→ **PROVIDED RECORDS**
# # # # #

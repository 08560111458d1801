//! Message extraction strategies.
//!
//! A platform's extractor holds an ordered list of strategies. The first one
//! whose containers are present in the document is used exclusively; later
//! strategies are never merged in.

use std::collections::HashSet;

use scraper::{ElementRef, Html, Selector};

use super::role::RoleClassifier;
use super::text::TextExtractor;
use crate::model::{Message, Role};

/// A single "try this layout" heuristic.
pub trait MessageStrategy: Send + Sync {
    /// Name used in logs.
    fn name(&self) -> &str;

    /// Extract messages in turn order.
    ///
    /// Returns `None` when none of the strategy's containers exist in the
    /// document, so the next strategy should be tried. `Some(vec![])` means
    /// the containers matched but all of them were empty.
    fn attempt(&self, document: &Html) -> Option<Vec<Message>>;
}

/// One container selector whose matches may hold either role.
pub struct ContainerStrategy {
    name: String,
    container: Selector,
    roles: RoleClassifier,
    text: TextExtractor,
}

impl ContainerStrategy {
    pub fn new(
        name: impl Into<String>,
        container: Selector,
        roles: RoleClassifier,
        text: TextExtractor,
    ) -> Self {
        Self {
            name: name.into(),
            container,
            roles,
            text,
        }
    }
}

impl MessageStrategy for ContainerStrategy {
    fn name(&self) -> &str {
        &self.name
    }

    fn attempt(&self, document: &Html) -> Option<Vec<Message>> {
        let elements = outermost(document.select(&self.container).collect());
        if elements.is_empty() {
            return None;
        }

        Some(
            elements
                .into_iter()
                .filter_map(|el| {
                    let content = self.text.extract(el)?;
                    Some(Message::new(self.roles.classify(el), content))
                })
                .collect(),
        )
    }
}

/// Separate container sets for user and assistant turns.
///
/// Each set is extracted with its role fixed, then both are merged by
/// document position since same-role containers are not interleaved in the
/// DOM the way the turns happened.
pub struct SplitRoleStrategy {
    name: String,
    user: Selector,
    assistant: Selector,
    user_text: TextExtractor,
    assistant_text: TextExtractor,
}

impl SplitRoleStrategy {
    pub fn new(
        name: impl Into<String>,
        user: Selector,
        assistant: Selector,
        user_text: TextExtractor,
        assistant_text: TextExtractor,
    ) -> Self {
        Self {
            name: name.into(),
            user,
            assistant,
            user_text,
            assistant_text,
        }
    }

    fn collect(
        document: &Html,
        selector: &Selector,
        role: Role,
        text: &TextExtractor,
        out: &mut Vec<(usize, Message)>,
    ) -> usize {
        let mut matched = 0;
        for el in outermost(document.select(selector).collect()) {
            matched += 1;
            if let Some(content) = text.extract(el) {
                out.push((document_position(el), Message::new(role, content)));
            }
        }
        matched
    }
}

impl MessageStrategy for SplitRoleStrategy {
    fn name(&self) -> &str {
        &self.name
    }

    fn attempt(&self, document: &Html) -> Option<Vec<Message>> {
        let mut positioned = Vec::new();
        let users = Self::collect(document, &self.user, Role::User, &self.user_text, &mut positioned);
        let assistants = Self::collect(
            document,
            &self.assistant,
            Role::Assistant,
            &self.assistant_text,
            &mut positioned,
        );

        if users == 0 && assistants == 0 {
            return None;
        }

        tracing::debug!(users, assistants, "Split-role containers matched");

        // Stable sort keeps user-before-assistant for identical positions.
        positioned.sort_by_key(|(position, _)| *position);
        Some(positioned.into_iter().map(|(_, msg)| msg).collect())
    }
}

/// Drop matches nested inside another match of the same selector.
///
/// Class-fragment selectors such as `[class*="message-box"]` also hit a
/// container's own content wrapper; only the outer element is a turn.
pub fn outermost(elements: Vec<ElementRef<'_>>) -> Vec<ElementRef<'_>> {
    let matched: HashSet<_> = elements.iter().map(|el| el.id()).collect();
    elements
        .into_iter()
        .filter(|el| !el.ancestors().any(|a| matched.contains(&a.id())))
        .collect()
}

/// Pre-order position of an element in its document.
///
/// Counts every node that precedes the element: the full subtrees of its
/// previous siblings and of each ancestor's previous siblings, plus the
/// ancestors themselves. Strictly increasing in document order.
pub fn document_position(element: ElementRef<'_>) -> usize {
    let mut position = 0;
    let mut current = Some(*element);

    while let Some(node) = current {
        for sibling in node.prev_siblings() {
            position += sibling.descendants().count();
        }
        current = node.parent();
        if current.is_some() {
            position += 1;
        }
    }

    position
}
//! Observer state machine: `Idle → Armed → Pending → Committing → Armed`.
//!
//! Pure transitions; the driver owns timers and subscriptions and performs
//! the returned effects.

use std::time::Duration;

use tokio::time::Instant;

#[derive(Debug, Clone, Copy, PartialEq, Eq)]
pub enum ObserverState {
    /// Disabled; no subscription, no timers.
    Idle,
    /// Subscribed and waiting for changes.
    Armed,
    /// A mutation was seen; capture once `deadline` passes without another.
    Pending { deadline: Instant },
    /// A capture is running.
    Committing,
}

#[derive(Debug, Clone, Copy, PartialEq, Eq)]
pub enum ObserverEvent {
    Enable,
    Disable,
    /// Resubscribe, e.g. after in-page navigation. Cancels a pending debounce.
    Rearm,
    Mutation,
    DebounceElapsed,
    /// Periodic safety timer, or the one-off capture after arming.
    SafetyTick,
    CaptureFinished,
}

/// Side effect the driver must perform after a transition.
#[derive(Debug, Clone, Copy, PartialEq, Eq)]
pub enum Effect {
    Subscribe,
    Unsubscribe,
    Capture,
}

impl ObserverState {
    pub fn is_active(&self) -> bool {
        !matches!(self, Self::Idle)
    }

    /// Debounce deadline, if one is pending.
    pub fn deadline(&self) -> Option<Instant> {
        match self {
            Self::Pending { deadline } => Some(*deadline),
            _ => None,
        }
    }

    pub fn next(
        self,
        event: ObserverEvent,
        now: Instant,
        debounce: Duration,
    ) -> (Self, Option<Effect>) {
        use ObserverEvent::*;

        match (self, event) {
            (Self::Idle, Enable) => (Self::Armed, Some(Effect::Subscribe)),
            (Self::Idle, _) => (Self::Idle, None),

            (_, Disable) => (Self::Idle, Some(Effect::Unsubscribe)),
            (state, Enable) => (state, None),
            (_, Rearm) => (Self::Armed, Some(Effect::Subscribe)),

            // Each mutation pushes the deadline out again.
            (_, Mutation) => (
                Self::Pending {
                    deadline: now + debounce,
                },
                None,
            ),

            (Self::Pending { deadline }, DebounceElapsed) if now >= deadline => {
                (Self::Committing, Some(Effect::Capture))
            }
            (state, DebounceElapsed) => (state, None),

            (Self::Armed | Self::Pending { .. }, SafetyTick) => {
                (Self::Committing, Some(Effect::Capture))
            }
            (state, SafetyTick) => (state, None),

            (Self::Committing, CaptureFinished) => (Self::Armed, None),
            // Changes that arrived mid-capture keep their own deadline.
            (state, CaptureFinished) => (state, None),
        }
    }
}
#[cfg(test)]
mod tests {
    use super::*;
    use crate::model::Message;
    use crate::store::LibSqlBackend;
    use async_trait::async_trait;

    fn conv(id: &str, timestamp: i64) -> Conversation {
        Conversation {
            id: id.to_string(),
            platform: Platform::Deepseek,
            title: format!("title {id}"),
            url: format!("https://chat.deepseek.com/a/chat/s/{id}"),
            timestamp,
            messages: vec![Message::user("hi"), Message::assistant("hello")],
        }
    }

    async fn gateway(max_entries: usize) -> (PersistenceGateway, Arc<LibSqlBackend>) {
        let db = Arc::new(LibSqlBackend::new_memory().await.unwrap());
        let sync = Arc::new(db.namespace("sync"));
        (PersistenceGateway::new(db.clone(), sync, max_entries), db)
    }

    /// Key-value store whose writes always fail.
    struct BrokenIndex;

    #[async_trait]
    impl KeyValueStore for BrokenIndex {
        async fn get(&self, _key: &str) -> Result<Option<Value>, StoreError> {
            Ok(None)
        }
        async fn set(&self, key: &str, _value: &Value) -> Result<(), StoreError> {
            Err(StoreError::QuotaExceeded {
                key: key.to_string(),
                size: 1,
                limit: 0,
            })
        }
        async fn remove(&self, _key: &str) -> Result<(), StoreError> {
            Ok(())
        }
        async fn entries_with_prefix(
            &self,
            _prefix: &str,
        ) -> Result<Vec<(String, Value)>, StoreError> {
            Ok(Vec::new())
        }
    }

    /// Content store that rejects every call.
    struct BrokenContent;

    #[async_trait]
    impl ContentStore for BrokenContent {
        async fn get(&self, _id: &str) -> Result<Option<Conversation>, StoreError> {
            Err(StoreError::Connection("offline".into()))
        }
        async fn insert(&self, _c: &Conversation) -> Result<(), StoreError> {
            Err(StoreError::Connection("offline".into()))
        }
        async fn put(&self, _c: &Conversation) -> Result<(), StoreError> {
            Err(StoreError::Connection("offline".into()))
        }
        async fn delete(&self, _id: &str) -> Result<(), StoreError> {
            Err(StoreError::Connection("offline".into()))
        }
        async fn all(&self) -> Result<Vec<Conversation>, StoreError> {
            Err(StoreError::Connection("offline".into()))
        }
        async fn by_platform(&self, _p: Platform) -> Result<Vec<Conversation>, StoreError> {
            Err(StoreError::Connection("offline".into()))
        }
    }

    #[tokio::test]
    async fn save_is_idempotent_per_id() {
        let (gw, db) = gateway(100).await;

        assert_eq!(gw.save(&conv("p_1", 10)).await.unwrap(), SaveOutcome::Inserted);
        let mut later = conv("p_1", 20);
        later.messages.push(Message::user("again"));
        assert_eq!(gw.save(&later).await.unwrap(), SaveOutcome::Updated);

        assert_eq!(db.all().await.unwrap().len(), 1);
        let index = gw.get_index().await.unwrap();
        assert_eq!(index.len(), 1);
        assert_eq!(index[0].timestamp, 20);
        assert_eq!(gw.get("p_1").await.unwrap().messages.len(), 3);
    }

    #[tokio::test]
    async fn index_is_capped_to_most_recent() {
        let (gw, db) = gateway(5).await;
        for i in 0..8 {
            gw.save(&conv(&format!("p_{i}"), i)).await.unwrap();
        }

        let index = gw.get_index().await.unwrap();
        let ids: Vec<&str> = index.iter().map(|e| e.id.as_str()).collect();
        assert_eq!(ids, vec!["p_7", "p_6", "p_5", "p_4", "p_3"]);
        // Content keeps everything.
        assert_eq!(db.all().await.unwrap().len(), 8);
    }

    #[tokio::test]
    async fn index_trims_oldest_to_fit_item_quota() {
        let db = Arc::new(LibSqlBackend::new_memory().await.unwrap());
        let sync = Arc::new(db.namespace("sync").with_quota(2_048, 102_400));
        let gw = PersistenceGateway::new(db.clone(), sync, 100).with_item_quota(2_048);

        for i in 0..30 {
            gw.save(&conv(&format!("p_{i:02}"), i)).await.unwrap();
        }

        let index = gw.get_index().await.unwrap();
        assert!(index.len() < 30 && !index.is_empty());
        assert_eq!(index[0].id, "p_29");
        let raw = serde_json::to_string(&index).unwrap();
        assert!(INDEX_KEY.len() + raw.len() <= 2_048);
        // Content keeps everything.
        assert_eq!(db.all().await.unwrap().len(), 30);
    }

    #[tokio::test]
    async fn index_stays_sorted_after_resave() {
        let (gw, _db) = gateway(100).await;
        gw.save(&conv("a", 3)).await.unwrap();
        gw.save(&conv("b", 2)).await.unwrap();
        gw.save(&conv("c", 1)).await.unwrap();
        gw.save(&conv("c", 10)).await.unwrap();

        let index = gw.get_index().await.unwrap();
        assert!(index.windows(2).all(|w| w[0].timestamp >= w[1].timestamp));
        assert_eq!(index[0].id, "c");
    }

    #[tokio::test]
    async fn rejects_empty_conversations() {
        let (gw, db) = gateway(100).await;
        let mut empty = conv("p_1", 1);
        empty.messages.clear();

        assert!(matches!(gw.save(&empty).await, Err(StoreError::Invalid(_))));
        assert!(matches!(gw.save(&conv("", 1)).await, Err(StoreError::Invalid(_))));
        assert!(db.all().await.unwrap().is_empty());
    }

    #[tokio::test]
    async fn get_missing_is_not_found() {
        let (gw, _db) = gateway(100).await;
        let err = gw.get("nope").await.unwrap_err();
        assert_eq!(err, StoreError::NotFound { id: "nope".into() });
    }

    #[tokio::test]
    async fn index_failure_leaves_orphaned_content() {
        let db = Arc::new(LibSqlBackend::new_memory().await.unwrap());
        let gw = PersistenceGateway::new(db.clone(), Arc::new(BrokenIndex), 100);

        let err = gw.save(&conv("p_1", 1)).await.unwrap_err();
        assert!(matches!(err, StoreError::QuotaExceeded { .. }));
        assert!(gw.get("p_1").await.is_ok());
        assert!(gw.get_index().await.unwrap().is_empty());
    }

    #[tokio::test]
    async fn delete_removes_both() {
        let (gw, _db) = gateway(100).await;
        gw.save(&conv("a", 1)).await.unwrap();
        gw.save(&conv("b", 2)).await.unwrap();

        assert_eq!(gw.delete("a").await.unwrap(), DeleteOutcome::Complete);
        assert!(gw.get("a").await.is_err());
        let ids: Vec<String> = gw.get_index().await.unwrap().into_iter().map(|e| e.id).collect();
        assert_eq!(ids, vec!["b"]);
    }

    #[tokio::test]
    async fn delete_is_partial_when_index_fails() {
        let db = Arc::new(LibSqlBackend::new_memory().await.unwrap());
        db.put(&conv("a", 1)).await.unwrap();
        let gw = PersistenceGateway::new(db.clone(), Arc::new(BrokenIndex), 100);

        match gw.delete("a").await.unwrap() {
            DeleteOutcome::Partial { content_removed, .. } => assert!(content_removed),
            other => panic!("expected partial delete, got {other:?}"),
        }
        assert!(db.get("a").await.unwrap().is_none());
    }

    #[tokio::test]
    async fn delete_is_partial_when_content_fails() {
        let db = LibSqlBackend::new_memory().await.unwrap();
        let gw = PersistenceGateway::new(Arc::new(BrokenContent), Arc::new(db.namespace("sync")), 100);

        match gw.delete("a").await.unwrap() {
            DeleteOutcome::Partial { content_removed, .. } => assert!(!content_removed),
            other => panic!("expected partial delete, got {other:?}"),
        }
    }

    #[tokio::test]
    async fn delete_fails_when_both_fail() {
        let gw = PersistenceGateway::new(Arc::new(BrokenContent), Arc::new(BrokenIndex), 100);
        assert!(gw.delete("a").await.is_err());
    }

    #[tokio::test]
    async fn rebuild_restores_orphans() {
        let (gw, db) = gateway(100).await;
        gw.save(&conv("a", 1)).await.unwrap();
        // Written behind the gateway's back, so the index misses it.
        db.put(&conv("orphan", 5)).await.unwrap();
        assert_eq!(gw.get_index().await.unwrap().len(), 1);

        let rebuilt = gw.rebuild_index().await.unwrap();
        let ids: Vec<&str> = rebuilt.iter().map(|e| e.id.as_str()).collect();
        assert_eq!(ids, vec!["orphan", "a"]);
        assert_eq!(gw.get_index().await.unwrap(), rebuilt);
    }

    #[tokio::test]
    async fn by_platform_reads_content_store() {
        let (gw, _db) = gateway(100).await;
        gw.save(&conv("a", 1)).await.unwrap();
        let mut other = conv("b", 2);
        other.platform = Platform::Doubao;
        gw.save(&other).await.unwrap();

        let deepseek = gw.get_by_platform(Platform::Deepseek).await.unwrap();
        assert_eq!(deepseek.len(), 1);
        assert_eq!(deepseek[0].id, "a");
        assert_eq!(gw.get_all().await.unwrap().len(), 2);
    }
}
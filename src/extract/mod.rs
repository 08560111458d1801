//! DOM extraction — turns a page snapshot into a `Conversation`.

pub mod platforms;
pub mod role;
pub mod strategy;
pub mod text;

use scraper::{Html, Selector};
use tracing::debug;

use crate::error::ExtractionError;
use crate::identity::Identity;
use crate::model::{Conversation, Message, Platform, UNTITLED};

pub use strategy::{ContainerStrategy, MessageStrategy, SplitRoleStrategy};

/// Parse a CSS selector, mapping parse failures to `ExtractionError`.
pub fn selector(css: &str) -> Result<Selector, ExtractionError> {
    Selector::parse(css).map_err(|e| ExtractionError::InvalidSelector {
        selector: css.to_string(),
        reason: e.to_string(),
    })
}

/// Per-platform extractor holding the title cascade and message strategies.
pub struct Extractor {
    platform: Platform,
    titles: Vec<Selector>,
    strategies: Vec<Box<dyn MessageStrategy>>,
    watch_roots: Vec<String>,
}

impl Extractor {
    /// Build the extractor for a platform's known layouts.
    pub fn for_platform(platform: Platform) -> Result<Self, ExtractionError> {
        let profile = platforms::profile(platform)?;
        Ok(Self {
            platform,
            titles: profile.titles,
            strategies: profile.strategies,
            watch_roots: profile.watch_roots,
        })
    }

    /// Build an extractor from explicit parts.
    pub fn new(
        platform: Platform,
        titles: Vec<Selector>,
        strategies: Vec<Box<dyn MessageStrategy>>,
    ) -> Self {
        Self {
            platform,
            titles,
            strategies,
            watch_roots: vec!["body".to_string()],
        }
    }

    pub fn platform(&self) -> Platform {
        self.platform
    }

    /// Ordered watch-root candidates for the change observer.
    pub fn watch_roots(&self) -> &[String] {
        &self.watch_roots
    }

    /// Build a full conversation from an HTML snapshot.
    pub fn extract(
        &self,
        html: &str,
        identity: &Identity,
        url: &str,
        timestamp: i64,
    ) -> Result<Conversation, ExtractionError> {
        let document = Html::parse_document(html);
        let messages = self.extract_messages(&document)?;
        let title = self
            .extract_title(&document)
            .unwrap_or_else(|| placeholder_title(identity));

        Ok(Conversation {
            id: identity.conversation_id.clone(),
            platform: identity.platform,
            title,
            url: url.to_string(),
            timestamp,
            messages,
        })
    }

    /// First title candidate with non-empty trimmed text.
    pub fn extract_title(&self, document: &Html) -> Option<String> {
        self.titles.iter().find_map(|sel| {
            let el = document.select(sel).next()?;
            let title = text::collapse_whitespace(&el.text().collect::<String>());
            (!title.is_empty()).then_some(title)
        })
    }

    /// Run the strategy cascade. The first strategy whose containers exist
    /// decides the result.
    pub fn extract_messages(&self, document: &Html) -> Result<Vec<Message>, ExtractionError> {
        for strategy in &self.strategies {
            let Some(messages) = strategy.attempt(document) else {
                continue;
            };

            debug!(
                platform = %self.platform,
                strategy = strategy.name(),
                count = messages.len(),
                "Extraction strategy matched"
            );

            if messages.is_empty() {
                return Err(ExtractionError::NoContent);
            }
            return Ok(messages);
        }

        Err(ExtractionError::NoContent)
    }
}

/// Title used when no candidate produced text.
pub fn placeholder_title(identity: &Identity) -> String {
    let short = identity.short_id();
    if short.is_empty() {
        UNTITLED.to_string()
    } else {
        format!("{} conversation {}", identity.platform.label(), short)
    }
}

# # # # #

→ **WHAT IS BEING ASKED**
Line count for the string "UNTITLED": please say how many lines in the entries above contain it, with no other words.

→ **TASK ANSWER**
2